One problem for me was that I was excellent in all classes except for one: MATH. To this very day I can't do math.

In some ways I can take some of my math fear back to times tests. I recall a timed test in the second grade, Mrs. Allison's class, the class when I realized that I didn't get math. This was the moment when I knew that I might have done better on the quiz if I had not felt the pressure of the timed test. On the other hand, when it came to super-fast speed reading, I was top of the class. I would imagine that kids who didn't enjoy reading were turned off on reading forever with those speed reading activities.

Back to math, later on we did the timed multiplication tests in Mrs. Cataneo's class. While I began to ace the times tables, I hated the tests. And later still, the pressure of the math quiz on Fridays in my seventh grade math class still bothers me. I wonder if my own math ability might have changed had someone tried to pique my interest in math rather than to attempt to force performance upon me.

Timed tests. I hate them. 

When John was younger I could see that he was very adept in math, in whatever those skills are that make a person excellent in math. I tried giving him times multiplication tests. At one point he simply put his pencil down and said I won't take timed tests, Mom.

How did he know?
How did John know that the timed aspect of the work was optional and was counterproductive? 
When given unlimited time to complete his work he could finish that work in minutes and finish it well. But add a timing device and his performance went all to hell. Without the stopwatch, John enjoys the math and logic challenges and even does analogy workbooks just for fun.
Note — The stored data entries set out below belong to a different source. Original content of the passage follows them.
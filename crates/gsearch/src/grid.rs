//! Adapter exposing a rectangular grid as a searchable graph.
//!
//! ```
//! use gsearch::grid::{GridGraph, Manhattan};
//! use gsearch_grid::{Point, Range};
//!
//! let walls = [Point::new(1, 0), Point::new(1, 1)];
//! let grid = GridGraph::new(Range::new(0, 0, 3, 3), |p| !walls.contains(&p));
//! let goal = Point::new(2, 0);
//! let path = gsearch::astar(Point::new(0, 0), &goal, &grid, &Manhattan(goal));
//! assert_eq!(path.len(), 7);
//! ```

use gsearch_grid::{Point, Range, chebyshev, manhattan};

use crate::{Cost, Heuristic, Neighbors, WeightedNeighbors};

/// Grid cells inside `range` for which `passable` holds, joined to their
/// 4 (or 8, with diagonals) neighbours. Every step costs 1.
pub struct GridGraph<F> {
    range: Range,
    passable: F,
    diagonals: bool,
}

impl<F: Fn(Point) -> bool> GridGraph<F> {
    /// A 4-directional grid.
    pub fn new(range: Range, passable: F) -> Self {
        Self {
            range,
            passable,
            diagonals: false,
        }
    }

    /// Enable or disable diagonal moves.
    pub fn with_diagonals(mut self, diagonals: bool) -> Self {
        self.diagonals = diagonals;
        self
    }

    #[inline]
    pub fn range(&self) -> Range {
        self.range
    }

    /// Whether `p` is inside the range and passable.
    #[inline]
    pub fn is_open(&self, p: Point) -> bool {
        self.range.contains(p) && (self.passable)(p)
    }

    fn push_open(&self, p: Point, mut push: impl FnMut(Point)) {
        if self.diagonals {
            p.neighbors_8().into_iter().filter(|&n| self.is_open(n)).for_each(&mut push);
        } else {
            p.neighbors_4().into_iter().filter(|&n| self.is_open(n)).for_each(&mut push);
        }
    }
}

impl<F: Fn(Point) -> bool> Neighbors<Point> for GridGraph<F> {
    fn neighbors(&self, node: &Point, buf: &mut Vec<Point>) {
        self.push_open(*node, |n| buf.push(n));
    }
}

impl<F: Fn(Point) -> bool> WeightedNeighbors<Point> for GridGraph<F> {
    fn weighted_neighbors(&self, node: &Point, buf: &mut Vec<(Point, Cost)>) {
        self.push_open(*node, |n| buf.push((n, 1)));
    }
}

/// Manhattan distance to a fixed goal; admissible for 4-way grids.
#[derive(Debug, Clone, Copy)]
pub struct Manhattan(pub Point);

impl Heuristic<Point> for Manhattan {
    fn estimate(&self, node: &Point) -> Cost {
        manhattan(*node, self.0)
    }
}

/// Chebyshev distance to a fixed goal; admissible for 8-way grids.
#[derive(Debug, Clone, Copy)]
pub struct Chebyshev(pub Point);

impl Heuristic<Point> for Chebyshev {
    fn estimate(&self, node: &Point) -> Cost {
        chebyshev(*node, self.0)
    }
}
//! Shared model for the gsearch demos.
//!
//! Demonstrates: seeded maze generation, A* / Dijkstra / BFS on a grid,
//! DFS reachability, and critical-path analysis of a build plan with
//! topological sort and DAG longest path.

use std::collections::HashSet;
use std::fmt::Write as _;

use gsearch::grid::{GridGraph, Manhattan};
use gsearch::{Cost, Graph, path_cost};
use gsearch_grid::{Point, Range};
use rand::{RngExt, SeedableRng};

pub const WIDTH: i32 = 40;
pub const HEIGHT: i32 = 12;
/// Percentage of cells turned into walls.
const WALL_DENSITY: u32 = 28;

// ---------------------------------------------------------------------------
// Maze
// ---------------------------------------------------------------------------

pub struct Maze {
    range: Range,
    walls: HashSet<Point>,
}

impl Maze {
    /// Random maze with the two opposite corners kept open.
    pub fn generate(seed: u64) -> Self {
        let range = Range::new(0, 0, WIDTH, HEIGHT);
        let mut rng = rand::rngs::StdRng::seed_from_u64(seed);
        let (start, goal) = (Self::start(), Self::goal());
        let walls: HashSet<Point> = range
            .iter()
            .filter(|&p| p != start && p != goal)
            .filter(|_| rng.random_range(0..100) < WALL_DENSITY)
            .collect();
        Self { range, walls }
    }

    pub fn start() -> Point {
        Point::ZERO
    }

    pub fn goal() -> Point {
        Point::new(WIDTH - 1, HEIGHT - 1)
    }

    pub fn graph(&self) -> GridGraph<impl Fn(Point) -> bool + '_> {
        GridGraph::new(self.range, move |p| !self.walls.contains(&p))
    }

    /// ASCII rendering with `path` drawn over the floor.
    pub fn render(&self, path: &[Point]) -> String {
        let on_path: HashSet<Point> = path.iter().copied().collect();
        let mut out = String::with_capacity(self.range.len() + HEIGHT as usize);
        for p in self.range {
            let ch = if p == Self::start() {
                '@'
            } else if p == Self::goal() {
                '>'
            } else if self.walls.contains(&p) {
                '#'
            } else if on_path.contains(&p) {
                '*'
            } else {
                '.'
            };
            out.push(ch);
            if p.x == self.range.max.x - 1 {
                out.push('\n');
            }
        }
        out
    }
}

// ---------------------------------------------------------------------------
// Build plan
// ---------------------------------------------------------------------------

/// Build steps with the minutes each dependency edge takes.
pub fn build_plan() -> Graph<&'static str> {
    let steps: [(&str, &str, Cost); 9] = [
        ("fetch", "configure", 2),
        ("fetch", "codegen", 4),
        ("configure", "compile", 3),
        ("codegen", "compile", 6),
        ("compile", "link", 5),
        ("compile", "docs", 2),
        ("link", "test", 7),
        ("docs", "package", 1),
        ("test", "package", 2),
    ];
    let mut plan = Graph::new();
    for (from, to, minutes) in steps {
        plan.entry(from).or_default().insert(to, minutes);
    }
    plan
}

// ---------------------------------------------------------------------------
// Report
// ---------------------------------------------------------------------------

fn describe(name: &str, path: &[Point], cost: Option<Cost>) -> String {
    match (path.is_empty(), cost) {
        (false, Some(c)) => format!("{name:<9} {} nodes, cost {c}", path.len()),
        _ => format!("{name:<9} no path"),
    }
}

/// Run every search over a maze generated from `seed` and describe the
/// outcome.
pub fn report(seed: u64) -> String {
    let maze = Maze::generate(seed);
    let graph = maze.graph();
    let (start, goal) = (Maze::start(), Maze::goal());

    let astar = gsearch::astar(start, &goal, &graph, &Manhattan(goal));
    let dijkstra = gsearch::dijkstra(start, &goal, &graph);
    let bfs = gsearch::bfs(start, &|p: &Point| *p == goal, &graph);
    let reachable = gsearch::dfs(start, &|p: &Point| *p == goal, &graph);
    let component = gsearch::reachable(start, &graph).len();

    let mut out = String::new();
    let _ = writeln!(out, "seed {seed}: {start} to {goal}");
    out.push_str(&maze.render(&astar));
    let _ = writeln!(out, "{}", describe("A*", &astar, path_cost(&astar, &graph)));
    let _ = writeln!(out, "{}", describe("Dijkstra", &dijkstra, path_cost(&dijkstra, &graph)));
    let _ = writeln!(out, "{}", describe("BFS", &bfs, path_cost(&bfs, &graph)));
    let _ = writeln!(out, "DFS       goal reachable: {reachable}, component size {component}");

    let plan = build_plan();
    let order = gsearch::topological_sort(&plan);
    let critical = gsearch::longest_path_dag("fetch", &"package", &plan);
    let _ = writeln!(out, "build order: {}", order.join(" -> "));
    let _ = writeln!(
        out,
        "critical path: {} ({} min)",
        critical.join(" -> "),
        path_cost(&critical, &plan).unwrap_or_default()
    );
    out
}
//! [`Point`] and [`Range`].

use std::fmt;

// ---------------------------------------------------------------------------
// Point
// ---------------------------------------------------------------------------

/// An integer grid position. X grows right, Y grows down.
///
/// Points order row-major (by `y`, then `x`), which keeps ordered
/// collections of points in reading order.
#[derive(Copy, Clone, Debug, Default, PartialEq, Eq, Hash)]
#[cfg_attr(feature = "serde", derive(serde::Serialize, serde::Deserialize))]
pub struct Point {
    pub x: i32,
    pub y: i32,
}

impl Point {
    /// Origin (0, 0).
    pub const ZERO: Self = Self { x: 0, y: 0 };

    #[inline]
    pub const fn new(x: i32, y: i32) -> Self {
        Self { x, y }
    }

    /// This point moved by (dx, dy).
    #[inline]
    pub const fn shift(self, dx: i32, dy: i32) -> Self {
        Self {
            x: self.x + dx,
            y: self.y + dy,
        }
    }

    /// Cardinal neighbours in clockwise order starting north.
    #[inline]
    pub fn neighbors_4(self) -> [Point; 4] {
        [
            self.shift(0, -1),
            self.shift(1, 0),
            self.shift(0, 1),
            self.shift(-1, 0),
        ]
    }

    /// Cardinal and diagonal neighbours in clockwise order starting north.
    #[inline]
    pub fn neighbors_8(self) -> [Point; 8] {
        [
            self.shift(0, -1),
            self.shift(1, -1),
            self.shift(1, 0),
            self.shift(1, 1),
            self.shift(0, 1),
            self.shift(-1, 1),
            self.shift(-1, 0),
            self.shift(-1, -1),
        ]
    }
}

impl PartialOrd for Point {
    fn partial_cmp(&self, other: &Self) -> Option<std::cmp::Ordering> {
        Some(self.cmp(other))
    }
}

impl Ord for Point {
    fn cmp(&self, other: &Self) -> std::cmp::Ordering {
        self.y.cmp(&other.y).then(self.x.cmp(&other.x))
    }
}

impl fmt::Display for Point {
    fn fmt(&self, f: &mut fmt::Formatter<'_>) -> fmt::Result {
        write!(f, "({}, {})", self.x, self.y)
    }
}

// ---------------------------------------------------------------------------
// Range
// ---------------------------------------------------------------------------

/// Half-open rectangle \[min, max).
#[derive(Copy, Clone, Debug, Default, PartialEq, Eq, Hash)]
#[cfg_attr(feature = "serde", derive(serde::Serialize, serde::Deserialize))]
pub struct Range {
    pub min: Point,
    pub max: Point,
}

impl Range {
    /// Rectangle spanned by two corners, in either order.
    #[inline]
    pub fn new(x0: i32, y0: i32, x1: i32, y1: i32) -> Self {
        Self {
            min: Point::new(x0.min(x1), y0.min(y1)),
            max: Point::new(x0.max(x1), y0.max(y1)),
        }
    }

    #[inline]
    pub fn width(self) -> i32 {
        self.max.x - self.min.x
    }

    #[inline]
    pub fn height(self) -> i32 {
        self.max.y - self.min.y
    }

    /// Number of points inside.
    #[inline]
    pub fn len(self) -> usize {
        if self.is_empty() {
            return 0;
        }
        (self.width() as usize) * (self.height() as usize)
    }

    #[inline]
    pub fn is_empty(self) -> bool {
        self.min.x >= self.max.x || self.min.y >= self.max.y
    }

    #[inline]
    pub fn contains(self, p: Point) -> bool {
        p.x >= self.min.x && p.x < self.max.x && p.y >= self.min.y && p.y < self.max.y
    }

    /// Points in row-major order.
    #[inline]
    pub fn iter(self) -> RangeIter {
        RangeIter {
            range: self,
            cur: self.min,
        }
    }
}

impl IntoIterator for Range {
    type Item = Point;
    type IntoIter = RangeIter;
    #[inline]
    fn into_iter(self) -> RangeIter {
        self.iter()
    }
}

/// Row-major iterator over a [`Range`].
#[derive(Clone, Debug)]
pub struct RangeIter {
    range: Range,
    cur: Point,
}

impl Iterator for RangeIter {
    type Item = Point;

    #[inline]
    fn next(&mut self) -> Option<Point> {
        if self.range.is_empty() || self.cur.y >= self.range.max.y {
            return None;
        }
        let p = self.cur;
        self.cur.x += 1;
        if self.cur.x >= self.range.max.x {
            self.cur = Point::new(self.range.min.x, self.cur.y + 1);
        }
        Some(p)
    }

    #[inline]
    fn size_hint(&self) -> (usize, Option<usize>) {
        if self.range.is_empty() || self.cur.y >= self.range.max.y {
            return (0, Some(0));
        }
        let rest_of_row = (self.range.max.x - self.cur.x) as usize;
        let full_rows = (self.range.max.y - self.cur.y - 1) as usize;
        let n = rest_of_row + full_rows * self.range.width() as usize;
        (n, Some(n))
    }
}

impl ExactSizeIterator for RangeIter {}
Timed tests, in my experience, don't display a child's ability level, but, rather, they display a child's ability to handle stress. From my reading lately, I see that school administrators are struggling to make improvements in the performance of their students, but I strenuously question some of their efforts. How can creating math anxiety help improve performance in math students?

I haven't really followed schooling and education trends; I'm not even specifically certain what is meant by the Common Core Standards that are so in the news these days. But one thing that I am certain of is that performance anxiety can never compete with help in appreciating the beauty of a well-turned math problem.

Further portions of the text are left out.